The adherence to a GFD remains the primary challenge in treating CD, primarily due to factors such as the need for constant caution with food security, reading food labels, questioning the presence of gluten in eating out, and concerns about cross-contact. This continuous surveillance can lead to psychological suffering and predispose individuals to DE [11,18,19].
Study Limitations
This study has some limitations. The test–retest sample was predominantly female and consisted of a small sample size. In addition, the retest occurred 48 h to 15 days after the initial test (mean interval of 6.07 ± 4.51 days). While this falls within commonly recommended windows for test–retest reliability, the minimum interval of only 48 h may be too short to avoid memory effects that could artificially inflate reliability estimates. Another limitation relates to the use of a convenience sample. While it allows for easy tracking of participants and ensures they receive an invitation to a second response promptly, this approach may have limited sample diversity and resulted in a small and homogeneous sample. The sample of 27 participants in the test–retest analysis is limited for drawing strong conclusions about the reliability of the CD-FAB-BR, but it is acceptable for reliability pilot testing before future larger studies for validation.
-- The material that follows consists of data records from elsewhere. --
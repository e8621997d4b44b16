//! kernver — kernel version discovery and program variant selection.
//!
//! Determines the running kernel's version at agent startup, corrects for
//! kernels that misreport it, and picks which precompiled generic kprobe
//! objects the agent should load.

#![forbid(unsafe_code)]
#![warn(missing_docs)]

pub mod config;
pub mod kernel;
pub mod logging;
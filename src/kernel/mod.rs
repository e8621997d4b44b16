//! Running-kernel version detection and program variant selection.
//!
//! Data flows one way: a raw release string is packed into a
//! [`KernelVersion`] by [`codec`], corrected for known reporting bugs by
//! [`quirks`], compared against thresholds by [`policy`], and finally mapped
//! to a pair of program objects by [`selector`]. [`discovery`] decides which
//! raw string to start from.

use std::fmt;

use serde::Serialize;

pub mod codec;
pub mod discovery;
pub mod policy;
pub mod quirks;
pub mod selector;

pub use codec::encode;
pub use discovery::{discover, IdentityError, KernelIdentity, SystemIdentity, Uname, VersionSource};
pub use policy::{CapabilityProbe, KernelPolicy, StaticProbes};
pub use quirks::{correct, VersionQuirk, KNOWN_QUIRKS};
pub use selector::{generic_kprobe_objects, select_kprobe_variant, KprobeObjects, ProgramVariant};

/// Canonical packed kernel version: `(major << 16) | (minor << 8) | patch`.
///
/// Integer order matches version order for well-formed versions. Components
/// are not clamped, so an oversized component spills into the field above it.
/// The zero code is the "could not determine" sentinel.
#[derive(Debug, Clone, Copy, PartialEq, Eq, PartialOrd, Ord, Hash, Default, Serialize)]
#[serde(transparent)]
pub struct KernelVersion(i32);

impl KernelVersion {
    /// Sentinel for an unparsable or undiscoverable version.
    pub const UNKNOWN: Self = Self(0);

    /// Wrap an already-packed version code.
    pub const fn from_code(code: i32) -> Self {
        Self(code)
    }

    /// Pack three components into a version.
    pub fn new(major: i32, minor: i32, patch: i32) -> Self {
        Self(
            major
                .wrapping_shl(16)
                .wrapping_add(minor.wrapping_shl(8))
                .wrapping_add(patch),
        )
    }

    /// The packed integer.
    pub const fn code(self) -> i32 {
        self.0
    }

    /// Bits 16..24 of the code.
    pub fn major(self) -> u8 {
        self.0.to_be_bytes()[1]
    }

    /// Bits 8..16 of the code.
    pub fn minor(self) -> u8 {
        self.0.to_be_bytes()[2]
    }

    /// Bits 0..8 of the code (the kernel's "sublevel").
    pub fn patch(self) -> u8 {
        self.0.to_be_bytes()[3]
    }

    /// Returns `true` for the [`KernelVersion::UNKNOWN`] sentinel.
    pub const fn is_unknown(self) -> bool {
        self.0 == 0
    }
}

impl fmt::Display for KernelVersion {
    fn fmt(&self, f: &mut fmt::Formatter<'_>) -> fmt::Result {
        write!(f, "{}.{}.{}", self.major(), self.minor(), self.patch())
    }
}
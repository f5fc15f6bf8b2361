use serde::Serialize;

/// Coarse difficulty of a transformation chain.
#[derive(Debug, Clone, Copy, PartialEq, Eq, Serialize)]
#[serde(rename_all = "snake_case")]
pub enum Complexity {
    Simple,
    Moderate,
    Complex,
}

impl Complexity {
    pub fn classify(step_count: usize) -> Self {
        match step_count {
            0 | 1 => Complexity::Simple,
            2 => Complexity::Moderate,
            _ => Complexity::Complex,
        }
    }
}

/// Advisory attached to chains of more than one step.
pub fn precision_loss_note(step_count: usize) -> Option<String> {
    (step_count > 1).then(|| {
        format!("Precision may degrade across {step_count} chained transformations")
    })
}
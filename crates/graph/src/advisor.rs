use crate::cache::GraphCache;
use crate::complexity::Complexity;
use crate::config::SearchConfig;
use crate::error::{GraphError, Result};
use crate::path::TransformationPath;
use crate::search::{find_paths, SearchBounds};
use crs_catalog::{normalize_crs_code, Catalog};
use serde::{Deserialize, Serialize};

/// Geographic extent in degrees.
#[derive(Debug, Clone, Copy, PartialEq, Serialize, Deserialize)]
pub struct BoundingBox {
    pub south: f64,
    pub west: f64,
    pub north: f64,
    pub east: f64,
}

impl BoundingBox {
    pub fn new(south: f64, west: f64, north: f64, east: f64) -> Self {
        Self {
            south,
            west,
            north,
            east,
        }
    }

    pub fn lat_span(&self) -> f64 {
        (self.north - self.south).abs()
    }

    /// Longitude span; a box with `west > east` crosses the antimeridian.
    pub fn lon_span(&self) -> f64 {
        if self.west <= self.east {
            self.east - self.west
        } else {
            self.east + 360.0 - self.west
        }
    }
}

/// Optional hint about where the coordinates are.
#[derive(Debug, Clone, Default, PartialEq, Serialize, Deserialize)]
#[serde(rename_all = "camelCase")]
pub struct LocationHint {
    #[serde(default)]
    pub bounding_box: Option<BoundingBox>,
}

/// Advice for converting between two CRS codes.
#[derive(Debug, Clone, PartialEq, Serialize)]
#[serde(rename_all = "camelCase")]
pub struct SuggestionResult {
    /// Best single-step transformation, if one is registered
    pub direct_path: Option<TransformationPath>,

    /// Further single-step transformations between the same pair
    #[serde(skip_serializing_if = "Vec::is_empty")]
    pub alternative_direct_paths: Vec<TransformationPath>,

    /// Multi-step chains, best first
    pub via_paths: Vec<TransformationPath>,

    pub recommended: TransformationPath,

    pub warnings: Vec<String>,
}

/// Graph statistics for a catalog snapshot.
#[derive(Debug, Clone, PartialEq, Eq, Serialize)]
#[serde(rename_all = "camelCase")]
pub struct GraphStats {
    pub version: String,
    pub nodes: usize,
    pub edges: usize,
}

/// Entry point for transformation path advice.
///
/// Owns the graph cache; construct one and share it for the lifetime of a
/// catalog (or across reloads, calling [`invalidate`](Self::invalidate)).
#[derive(Default)]
pub struct TransformationAdvisor {
    config: SearchConfig,
    cache: GraphCache,
}

impl TransformationAdvisor {
    pub fn new(config: SearchConfig) -> Self {
        Self {
            config,
            cache: GraphCache::new(),
        }
    }

    pub fn config(&self) -> &SearchConfig {
        &self.config
    }

    /// Suggest how to get from `source` to `target`.
    ///
    /// Codes may be given with or without scheme (`"4326"`, `"EPSG:4326"`).
    /// Fails with [`GraphError::NoPath`] only when no chain exists within the
    /// configured bounds; everything else is reported as a warning.
    pub fn suggest(
        &self,
        catalog: &Catalog,
        source: &str,
        target: &str,
        location: Option<&LocationHint>,
    ) -> Result<SuggestionResult> {
        let source = normalize_crs_code(source);
        let target = normalize_crs_code(target);

        if source == target {
            return Ok(SuggestionResult {
                direct_path: None,
                alternative_direct_paths: Vec::new(),
                via_paths: Vec::new(),
                recommended: TransformationPath::no_transformation(),
                warnings: vec![format!(
                    "Source and target CRS are identical ({source}); no transformation is required"
                )],
            });
        }

        let mut warnings = Vec::new();

        if let Some(dep) = catalog.deprecation(&source) {
            warnings.push(format!(
                "{source} is deprecated: {}. Consider migrating to {}",
                dep.note, dep.replacement
            ));
        }
        if let Some(dep) = catalog.deprecation(&target) {
            warnings.push(format!(
                "Target CRS {target} is deprecated: {}. Consider targeting {} instead",
                dep.note, dep.replacement
            ));
        }

        let graph = self.cache.get_graph(catalog);
        let paths = find_paths(&graph, &source, &target, self.config.bounds());

        if paths.is_empty() {
            return Err(GraphError::NoPath {
                from: source,
                to: target,
            });
        }

        let (direct, via_paths): (Vec<_>, Vec<_>) = paths.into_iter().partition(|p| p.len() == 1);
        let mut direct = direct.into_iter();
        let direct_path = direct.next();
        let alternative_direct_paths: Vec<_> = direct.collect();

        let recommended = direct_path
            .clone()
            .or_else(|| via_paths.first().cloned())
            .unwrap_or_else(TransformationPath::unresolved);

        if let Some(bbox) = location.and_then(|l| l.bounding_box.as_ref()) {
            let threshold = self.config.wide_area_threshold_degrees;
            let (lat, lon) = (bbox.lat_span(), bbox.lon_span());
            if lat > threshold || lon > threshold {
                warnings.push(format!(
                    "Area spans {lat:.1}° latitude by {lon:.1}° longitude (over {threshold}°); \
                     transformation accuracy may vary across the region"
                ));
            }
        }

        if recommended.complexity == Complexity::Complex {
            warnings.push(format!(
                "Recommended route chains {} transformations; errors accumulate at each step, \
                 verify results against control points",
                recommended.len()
            ));
        }

        log::debug!(
            "Suggested {source} -> {target}: direct={}, via={}, warnings={}",
            direct_path.is_some(),
            via_paths.len(),
            warnings.len()
        );

        Ok(SuggestionResult {
            direct_path,
            alternative_direct_paths,
            via_paths,
            recommended,
            warnings,
        })
    }

    /// Ranked candidate chains with caller-chosen bounds.
    pub fn find_paths(
        &self,
        catalog: &Catalog,
        source: &str,
        target: &str,
        bounds: SearchBounds,
    ) -> Vec<TransformationPath> {
        let source = normalize_crs_code(source);
        let target = normalize_crs_code(target);
        let graph = self.cache.get_graph(catalog);
        find_paths(&graph, &source, &target, bounds)
    }

    pub fn graph_stats(&self, catalog: &Catalog) -> GraphStats {
        let graph = self.cache.get_graph(catalog);
        GraphStats {
            version: catalog.version().to_string(),
            nodes: graph.node_count(),
            edges: graph.edge_count(),
        }
    }

    /// Forget the cached graph, e.g. after reloading catalog data.
    pub fn invalidate(&self) {
        self.cache.clear();
    }

    pub fn cached_version(&self) -> Option<String> {
        self.cache.cached_version()
    }
}
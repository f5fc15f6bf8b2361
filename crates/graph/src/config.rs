use crate::error::{GraphError, Result};
use crate::search::SearchBounds;
use serde::Deserialize;
use std::path::Path;

pub const DEFAULT_MAX_STEPS: usize = 3;
pub const DEFAULT_MAX_PATHS: usize = 5;
pub const DEFAULT_WIDE_AREA_THRESHOLD_DEGREES: f64 = 10.0;

/// Tunables for path suggestion.
///
/// ```toml
/// max_steps = 3
/// max_paths = 5
/// wide_area_threshold_degrees = 10.0
/// ```
#[derive(Debug, Clone, PartialEq, Deserialize)]
#[serde(default, deny_unknown_fields)]
pub struct SearchConfig {
    /// Longest chain the advisor will suggest
    pub max_steps: usize,

    /// Candidate chains collected before the search stops
    pub max_paths: usize,

    /// Latitude or longitude span (degrees) above which an area is "wide"
    pub wide_area_threshold_degrees: f64,
}

impl Default for SearchConfig {
    fn default() -> Self {
        Self {
            max_steps: DEFAULT_MAX_STEPS,
            max_paths: DEFAULT_MAX_PATHS,
            wide_area_threshold_degrees: DEFAULT_WIDE_AREA_THRESHOLD_DEGREES,
        }
    }
}

impl SearchConfig {
    pub fn from_toml_str(raw: &str) -> Result<Self> {
        let cfg: SearchConfig =
            toml::from_str(raw).map_err(|e| GraphError::Config(e.to_string()))?;
        cfg.validate()?;
        Ok(cfg)
    }

    pub fn load(path: &Path) -> Result<Self> {
        let raw = std::fs::read_to_string(path)
            .map_err(|e| GraphError::Config(format!("failed to read {}: {e}", path.display())))?;
        Self::from_toml_str(&raw)
    }

    pub fn validate(&self) -> Result<()> {
        if self.max_steps == 0 {
            return Err(GraphError::Config("max_steps must be at least 1".to_string()));
        }
        if self.max_paths == 0 {
            return Err(GraphError::Config("max_paths must be at least 1".to_string()));
        }
        if !self.wide_area_threshold_degrees.is_finite() || self.wide_area_threshold_degrees <= 0.0 {
            return Err(GraphError::Config(format!(
                "wide_area_threshold_degrees must be a positive number (got {})",
                self.wide_area_threshold_degrees
            )));
        }
        Ok(())
    }

    pub fn bounds(&self) -> SearchBounds {
        SearchBounds::new(self.max_steps, self.max_paths)
    }
}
Despite this, 27 duplicated answers are considered sufficient for this step [50]. Furthermore, the predominant social class among most participants may mask the behaviour of people with lower socioeconomic status and lower levels of education. Additionally, we were unable to contact the instrument’s author to contribute to the back-translation, despite several attempts via e-mail. This research focused on psychometric analyses of the reproducibility and internal consistency of the CD-FAB, which require small samples and do not include analyses related to variables, instruments, or measures. The nature of a cross-sectional study limits the ability to draw conclusions about changes in food attitudes and behaviours in CD patients over time. Future longitudinal studies should be conducted to evaluate changes in psychological aspects and gluten-free dietary management in adults with CD.
5. Conclusions
This study was successful in translating, culturally adapting, and conducting a pilot reliability testing of the CD-FAB for the Brazilian population with CD (CD-FAB-BR), thereby introducing the first specific instrument to assess food attitudes and behaviours of adults with CD in Brazil. The psychometric evaluation results showed excellent reliability of the CD-FAB-BR. The use of CD-FAB-BR may yield data that help develop more effective interventions for adults with coeliac disease, guide health professionals in advising CD patients on GFD, and prompt governments to formulate public policies for this population. In addition to contributing to optimal disease management, it supports research in the area. However, it is still necessary to expand future research on the behaviour and attitudes of people with CD in Brazil, particularly by increasing the number of participants and applying the instrument to a representative sample of Brazilian coeliac patients for external validation and cultural and regional sensitivity analyses.